Paper No. 275-3
Presentation Time: 8:40 AM
IS WATER SCARCITY AN ISSUE FOR HYDRAULIC FRACTURING IN SEMIARID REGIONS?
Because ~40 – 50% of shale plays are located in semiarid regions globally, there is concern about water scarcity limiting energy production in these regions. Water scarcity is defined as water demand exceeding supplies; therefore, scarcity depends on the quantification of water demand and definition of water supplies. Here we evaluated potential water scarcity concerns by comparing water demand relative to supplies using the Eagle Ford Shale Play as a case study. We quantified water use for all wells hydraulically fractured from 2009 through 2014. We estimated future water demand based on projected future well drilling and expected well completion practices, using estimated ultimate recovery for existing wells that considers changes in technology and oil and gas economics. We compared projected water demand over the next 20 years with estimated fresh and brackish water resources using data from regional modeling and water quality data from wells mostly in the prolific Carrizo Wilcox aquifer.

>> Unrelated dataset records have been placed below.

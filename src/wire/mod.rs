//! Byte-level codecs
//!
//! - `issuer`: issuance request/response
//! - `verifier`: verification request/response
//! - `mqtt`: variable byte integers, fixed headers, length-prefixed strings
//!
//! All socket reads and writes go through [`read_exact_timeout`] and [`write_all_timeout`],
//! which fail with [`WireError::Timeout`] when a single attempt exceeds its deadline.

pub mod issuer;
pub mod mqtt;
pub mod verifier;

pub use issuer::{IssuerRequest, IssuerResponse};
pub use verifier::{ResultCode, VerifiedKey, VerifierRequest, VerifierResponse};

use crate::aead::AeadError;
use std::io;
use std::time::Duration;
use thiserror::Error;
use tokio::io::{AsyncRead, AsyncReadExt, AsyncWrite, AsyncWriteExt};

/// Longest topic a length prefix can describe
pub const MAX_TOPIC_LEN: usize = u16::MAX as usize;

#[derive(Debug, Error)]
pub enum WireError {
    #[error("connection closed by peer")]
    Closed,

    #[error("i/o error: {0}")]
    Io(#[from] io::Error),

    #[error("operation timed out after {0:?}")]
    Timeout(Duration),

    #[error("batch multiplier {0} out of range [1, 31]")]
    InvalidBatch(u8),

    #[error("topic of {0} bytes exceeds the length prefix")]
    TopicTooLong(usize),

    #[error("unknown verification result code {0:#04x}")]
    UnknownResultCode(u8),

    #[error(transparent)]
    Aead(#[from] AeadError),

    #[error("variable byte integer did not terminate within 4 bytes")]
    VarIntOverflow,

    #[error("value {0} cannot be encoded as a variable byte integer")]
    VarIntTooLarge(usize),

    #[error("frame body of {len} bytes exceeds limit of {max}")]
    FrameTooLarge { len: usize, max: usize },

    #[error("malformed packet: {0}")]
    Malformed(&'static str),
}

impl WireError {
    /// Peer went away cleanly between messages
    pub fn is_closed(&self) -> bool {
        matches!(self, WireError::Closed)
    }
}

/// Fill `buf` completely, bounding the whole read by `timeout` (zero means no deadline)
pub async fn read_exact_timeout<R>(
    reader: &mut R,
    buf: &mut [u8],
    timeout: Duration,
) -> Result<(), WireError>
where
    R: AsyncRead + Unpin + ?Sized,
{
    let read = reader.read_exact(buf);
    let result = if timeout.is_zero() {
        read.await
    } else {
        tokio::time::timeout(timeout, read)
            .await
            .map_err(|_| WireError::Timeout(timeout))?
    };
    match result {
        Ok(_) => Ok(()),
        Err(e) if e.kind() == io::ErrorKind::UnexpectedEof => Err(WireError::Closed),
        Err(e) => Err(WireError::Io(e)),
    }
}

pub async fn read_u8_timeout<R>(reader: &mut R, timeout: Duration) -> Result<u8, WireError>
where
    R: AsyncRead + Unpin + ?Sized,
{
    let mut b = [0u8; 1];
    read_exact_timeout(reader, &mut b, timeout).await?;
    Ok(b[0])
}

pub async fn read_u16_timeout<R>(reader: &mut R, timeout: Duration) -> Result<u16, WireError>
where
    R: AsyncRead + Unpin + ?Sized,
{
    let mut b = [0u8; 2];
    read_exact_timeout(reader, &mut b, timeout).await?;
    Ok(u16::from_be_bytes(b))
}

/// Write and flush `data`, bounding the attempt by `timeout` (zero means no deadline)
pub async fn write_all_timeout<W>(
    writer: &mut W,
    data: &[u8],
    timeout: Duration,
) -> Result<(), WireError>
where
    W: AsyncWrite + Unpin + ?Sized,
{
    let write = async {
        writer.write_all(data).await?;
        writer.flush().await
    };
    if timeout.is_zero() {
        write.await?;
    } else {
        tokio::time::timeout(timeout, write)
            .await
            .map_err(|_| WireError::Timeout(timeout))??;
    }
    Ok(())
}

/// Append a u16 length prefix and `bytes`
pub(crate) fn put_prefixed(out: &mut Vec<u8>, bytes: &[u8]) -> Result<(), WireError> {
    let len = u16::try_from(bytes.len()).map_err(|_| WireError::TopicTooLong(bytes.len()))?;
    out.extend_from_slice(&len.to_be_bytes());
    out.extend_from_slice(bytes);
    Ok(())
}

#[cfg(test)]
mod tests {
    use super::*;

    #[tokio::test]
    async fn test_read_exact_reports_clean_close() {
        let (mut a, b) = tokio::io::duplex(64);
        drop(b);
        let mut buf = [0u8; 4];
        let err = read_exact_timeout(&mut a, &mut buf, Duration::from_secs(1))
            .await
            .unwrap_err();
        assert!(err.is_closed());
    }

    #[tokio::test]
    async fn test_read_exact_times_out() {
        let (mut a, _b) = tokio::io::duplex(64);
        let mut buf = [0u8; 4];
        let err = read_exact_timeout(&mut a, &mut buf, Duration::from_millis(20))
            .await
            .unwrap_err();
        assert!(matches!(err, WireError::Timeout(_)));
    }

    #[tokio::test]
    async fn test_write_then_read() {
        let (mut a, mut b) = tokio::io::duplex(64);
        write_all_timeout(&mut a, &[0x12, 0x34], Duration::from_secs(1))
            .await
            .unwrap();
        assert_eq!(
            read_u16_timeout(&mut b, Duration::from_secs(1)).await.unwrap(),
            0x1234
        );
    }

    #[test]
    fn test_put_prefixed_rejects_oversized() {
        let mut out = Vec::new();
        let big = vec![b'a'; MAX_TOPIC_LEN + 1];
        assert!(matches!(
            put_prefixed(&mut out, &big),
            Err(WireError::TopicTooLong(_))
        ));
        put_prefixed(&mut out, b"ab").unwrap();
        assert_eq!(out, vec![0, 2, b'a', b'b']);
    }
}
//! Static access-control list
//!
//! Loaded once at startup from YAML of the form:
//!
//! ```yaml
//! client1:
//!   sensors/temp: Pub
//!   sensors/humidity: PubSub
//! ```

use crate::auth::grants::AccessMask;
use serde::Deserialize;
use std::collections::HashMap;
use std::path::Path;
use thiserror::Error;

#[derive(Debug, Error)]
pub enum AclError {
    #[error("failed to read ACL file: {0}")]
    Io(#[from] std::io::Error),

    #[error("invalid ACL file: {0}")]
    Parse(#[from] serde_yaml::Error),
}

#[derive(Debug, Clone, Default, Deserialize)]
#[serde(transparent)]
pub struct AccessControlList {
    entries: HashMap<String, HashMap<String, AccessMask>>,
}

impl AccessControlList {
    pub fn new() -> Self {
        Self::default()
    }

    pub fn from_yaml_str(text: &str) -> Result<Self, AclError> {
        Ok(serde_yaml::from_str(text)?)
    }

    pub fn load_file(path: impl AsRef<Path>) -> Result<Self, AclError> {
        let text = std::fs::read_to_string(path)?;
        Self::from_yaml_str(&text)
    }

    /// Insert or replace one entry
    pub fn allow(&mut self, client: &str, topic: &str, mask: AccessMask) -> &mut Self {
        self.entries
            .entry(client.to_string())
            .or_default()
            .insert(topic.to_string(), mask);
        self
    }

    /// Mask granted to `client` for `topic`, by exact match
    pub fn lookup(&self, client: &[u8], topic: &[u8]) -> Option<AccessMask> {
        let client = std::str::from_utf8(client).ok()?;
        let topic = std::str::from_utf8(topic).ok()?;
        self.entries.get(client)?.get(topic).copied()
    }

    pub fn clients(&self) -> impl Iterator<Item = (&str, &HashMap<String, AccessMask>)> {
        self.entries.iter().map(|(k, v)| (k.as_str(), v))
    }

    pub fn len(&self) -> usize {
        self.entries.values().map(HashMap::len).sum()
    }

    pub fn is_empty(&self) -> bool {
        self.len() == 0
    }
}

#[cfg(test)]
mod tests {
    use super::*;

    const SAMPLE: &str = "
client1:
  sensors/temp: Pub
  sensors/humidity: PubSub
client2:
  sensors/temp: Sub
";

    #[test]
    fn test_acl_parse_and_lookup() {
        let acl = AccessControlList::from_yaml_str(SAMPLE).unwrap();
        assert_eq!(acl.len(), 3);
        assert_eq!(
            acl.lookup(b"client1", b"sensors/temp"),
            Some(AccessMask::Pub)
        );
        assert_eq!(
            acl.lookup(b"client1", b"sensors/humidity"),
            Some(AccessMask::PubSub)
        );
        assert_eq!(
            acl.lookup(b"client2", b"sensors/temp"),
            Some(AccessMask::Sub)
        );
        assert_eq!(acl.lookup(b"client2", b"sensors/humidity"), None);
        assert_eq!(acl.lookup(b"nobody", b"sensors/temp"), None);
    }

    #[test]
    fn test_acl_exact_match_only() {
        let acl = AccessControlList::from_yaml_str(SAMPLE).unwrap();
        assert_eq!(acl.lookup(b"client1", b"sensors/#"), None);
        assert_eq!(acl.lookup(b"client1", b"sensors/temp/"), None);
    }

    #[test]
    fn test_acl_rejects_unknown_access() {
        let result = AccessControlList::from_yaml_str("client1:\n  a: Write\n");
        assert!(matches!(result, Err(AclError::Parse(_))));
    }

    #[test]
    fn test_acl_builder() {
        let mut acl = AccessControlList::new();
        acl.allow("c", "t", AccessMask::Sub).allow("c", "u", AccessMask::Pub);
        assert_eq!(acl.lookup(b"c", b"t"), Some(AccessMask::Sub));
        assert_eq!(acl.lookup(b"c", b"u"), Some(AccessMask::Pub));
    }
}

Results show average water use of ~ 5 million gallons/well in the play area. Estimated potential freshwater supplies include ~1000 billion gallons from recharge over the next ~ 20 yr and ∼10,000 billion gallons from fresh groundwater storage. Non-freshwater sources include initial recoverable flowback water, which is ⩽5% of water use for hydraulic fracturing, limiting reuse/recycling. While operators report increasing use of brackish groundwater with estimated brackish groundwater storage of ~80,000 billion gallons, land-owner lease agreements often stipulate purchase of freshwater. Projected water demand for all sectors over the next 20 years is <5% of fresh and brackish groundwater storage in the aquifers at a square mile grid scale, with the exception of a couple of counties where irrigation water demand is high (~90% of total water demand). Therefore, with appropriate management, water availability should not physically constrain future shale energy production in the Eagle Ford play area if we consider both fresh and brackish groundwater supplies.